Dataset entries

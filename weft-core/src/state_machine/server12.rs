//! TLS 1.2 server states.

use super::{Event, Facts, StateTable};
use crate::protocol::HandshakeType;

/// TLS 1.2 server handshake state.
#[derive(Debug, Clone, Copy, PartialEq, Eq, Hash)]
pub enum Server12State {
    /// Waiting for a ClientHello
    Idle,
    /// ClientHello received
    ClientHelloReceived,
    /// ServerHello sent
    ServerHelloSent,
    /// Certificate sent
    CertificateSent,
    /// ServerKeyExchange sent
    ServerKeyExchangeSent,
    /// ServerHelloDone sent
    ServerHelloDoneSent,
    /// ClientKeyExchange received
    ClientKeyExchangeReceived,
    /// ChangeCipherSpec received
    ChangeCipherSpecReceived,
    /// Client Finished received
    FinishedReceived,
    /// ChangeCipherSpec sent
    ChangeCipherSpecSent,
    /// Finished sent
    FinishedSent,
    /// Handshake complete
    Connected,
    /// close_notify sent
    CloseSent,
    /// close_notify received
    CloseReceived,
}

impl StateTable for Server12State {
    const IDLE: Self = Server12State::Idle;

    const ALL: &'static [Self] = &[
        Server12State::Idle,
        Server12State::ClientHelloReceived,
        Server12State::ServerHelloSent,
        Server12State::CertificateSent,
        Server12State::ServerKeyExchangeSent,
        Server12State::ServerHelloDoneSent,
        Server12State::ClientKeyExchangeReceived,
        Server12State::ChangeCipherSpecReceived,
        Server12State::FinishedReceived,
        Server12State::ChangeCipherSpecSent,
        Server12State::FinishedSent,
        Server12State::Connected,
        Server12State::CloseSent,
        Server12State::CloseReceived,
    ];

    fn permits(self, next: Self, facts: &Facts) -> bool {
        use Server12State::*;
        match (self, next) {
            (Idle, ClientHelloReceived) => true,
            (ClientHelloReceived, ServerHelloSent) => true,
            (ServerHelloSent, CertificateSent) => !facts.resuming,
            (ServerHelloSent, ChangeCipherSpecSent) => facts.resuming,
            (CertificateSent, ServerKeyExchangeSent) => facts.needs_server_key_exchange,
            (CertificateSent, ServerHelloDoneSent) => !facts.needs_server_key_exchange,
            (ServerKeyExchangeSent, ServerHelloDoneSent) => true,
            (ServerHelloDoneSent, ClientKeyExchangeReceived) => true,
            (ClientKeyExchangeReceived, ChangeCipherSpecReceived) => true,
            (ChangeCipherSpecReceived, FinishedReceived) => true,
            (FinishedReceived, ChangeCipherSpecSent) => !facts.resuming,
            (FinishedReceived, Connected) => facts.resuming,
            (ChangeCipherSpecSent, FinishedSent) => true,
            (FinishedSent, Connected) => !facts.resuming,
            (FinishedSent, ChangeCipherSpecReceived) => facts.resuming,
            (Connected, CloseSent | CloseReceived | ClientHelloReceived) => true,
            _ => false,
        }
    }

    fn on_send(event: Event) -> Option<Self> {
        use Server12State::*;
        match event {
            Event::Handshake(HandshakeType::ServerHello) => Some(ServerHelloSent),
            Event::Handshake(HandshakeType::Certificate) => Some(CertificateSent),
            Event::Handshake(HandshakeType::ServerKeyExchange) => Some(ServerKeyExchangeSent),
            Event::Handshake(HandshakeType::ServerHelloDone) => Some(ServerHelloDoneSent),
            Event::Handshake(HandshakeType::Finished) => Some(FinishedSent),
            Event::ChangeCipherSpec => Some(ChangeCipherSpecSent),
            Event::CloseNotify => Some(CloseSent),
            _ => None,
        }
    }

    fn on_receive(event: Event) -> Option<Self> {
        use Server12State::*;
        match event {
            Event::Handshake(HandshakeType::ClientHello) => Some(ClientHelloReceived),
            Event::Handshake(HandshakeType::ClientKeyExchange) => Some(ClientKeyExchangeReceived),
            Event::Handshake(HandshakeType::Finished) => Some(FinishedReceived),
            Event::ChangeCipherSpec => Some(ChangeCipherSpecReceived),
            Event::CloseNotify => Some(CloseReceived),
            _ => None,
        }
    }

    fn is_connected(self) -> bool {
        self == Server12State::Connected
    }
}

#[cfg(test)]
mod tests {
    use super::*;
    use crate::state_machine::{always, check_table, Machine};
    use Server12State::*;

    #[test]
    fn test_table_is_exact() {
        check_table::<Server12State>(&[
            (Idle, ClientHelloReceived, always),
            (ClientHelloReceived, ServerHelloSent, always),
            (ServerHelloSent, CertificateSent, |f| !f.resuming),
            (ServerHelloSent, ChangeCipherSpecSent, |f| f.resuming),
            (CertificateSent, ServerKeyExchangeSent, |f| f.needs_server_key_exchange),
            (CertificateSent, ServerHelloDoneSent, |f| !f.needs_server_key_exchange),
            (ServerKeyExchangeSent, ServerHelloDoneSent, always),
            (ServerHelloDoneSent, ClientKeyExchangeReceived, always),
            (ClientKeyExchangeReceived, ChangeCipherSpecReceived, always),
            (ChangeCipherSpecReceived, FinishedReceived, always),
            (FinishedReceived, ChangeCipherSpecSent, |f| !f.resuming),
            (FinishedReceived, Connected, |f| f.resuming),
            (ChangeCipherSpecSent, FinishedSent, always),
            (FinishedSent, Connected, |f| !f.resuming),
            (FinishedSent, ChangeCipherSpecReceived, |f| f.resuming),
            (Connected, CloseSent, always),
            (Connected, CloseReceived, always),
            (Connected, ClientHelloReceived, always),
        ]);
    }

    #[test]
    fn test_resumed_handshake() {
        let facts = Facts {
            resuming: true,
            ..Facts::default()
        };
        let mut machine = Machine::<Server12State>::new();
        machine
            .received(Event::Handshake(HandshakeType::ClientHello), &facts)
            .unwrap();
        machine
            .sent(Event::Handshake(HandshakeType::ServerHello), &facts)
            .unwrap();
        machine.sent(Event::ChangeCipherSpec, &facts).unwrap();
        machine.sent(Event::Handshake(HandshakeType::Finished), &facts).unwrap();
        machine.received(Event::ChangeCipherSpec, &facts).unwrap();
        machine
            .received(Event::Handshake(HandshakeType::Finished), &facts)
            .unwrap();
        machine.transition(Connected, &facts).unwrap();
        assert!(machine.is_connected());
    }

    #[test]
    fn test_certificate_not_allowed_when_resuming() {
        let facts = Facts {
            resuming: true,
            ..Facts::default()
        };
        let mut machine = Machine::<Server12State>::new();
        machine
            .received(Event::Handshake(HandshakeType::ClientHello), &facts)
            .unwrap();
        machine
            .sent(Event::Handshake(HandshakeType::ServerHello), &facts)
            .unwrap();
        assert!(machine
            .sent(Event::Handshake(HandshakeType::Certificate), &facts)
            .is_err());
    }

    #[test]
    fn test_renegotiation_from_connected() {
        let mut machine = Machine::<Server12State>::new();
        let facts = Facts::default();
        for state in [
            ClientHelloReceived,
            ServerHelloSent,
            CertificateSent,
            ServerHelloDoneSent,
            ClientKeyExchangeReceived,
            ChangeCipherSpecReceived,
            FinishedReceived,
            ChangeCipherSpecSent,
            FinishedSent,
            Connected,
            ClientHelloReceived,
        ] {
            machine.transition(state, &facts).unwrap();
        }
    }
}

- WHAT TO WORK ON
Emit an exact copy of the lines spanning the start of the records to the line containing "#[derive(Debug, Clone, Copy, PartialEq, Eq, Hash)]", inclusive, and no other output.

- YOUR SOLUTION
filename weft-core/src/state_machine/server12.rs
//! TLS 1.2 server states.

use super::{Event, Facts, StateTable};
use crate::protocol::HandshakeType;

/// TLS 1.2 server handshake state.
#[derive(Debug, Clone, Copy, PartialEq, Eq, Hash)]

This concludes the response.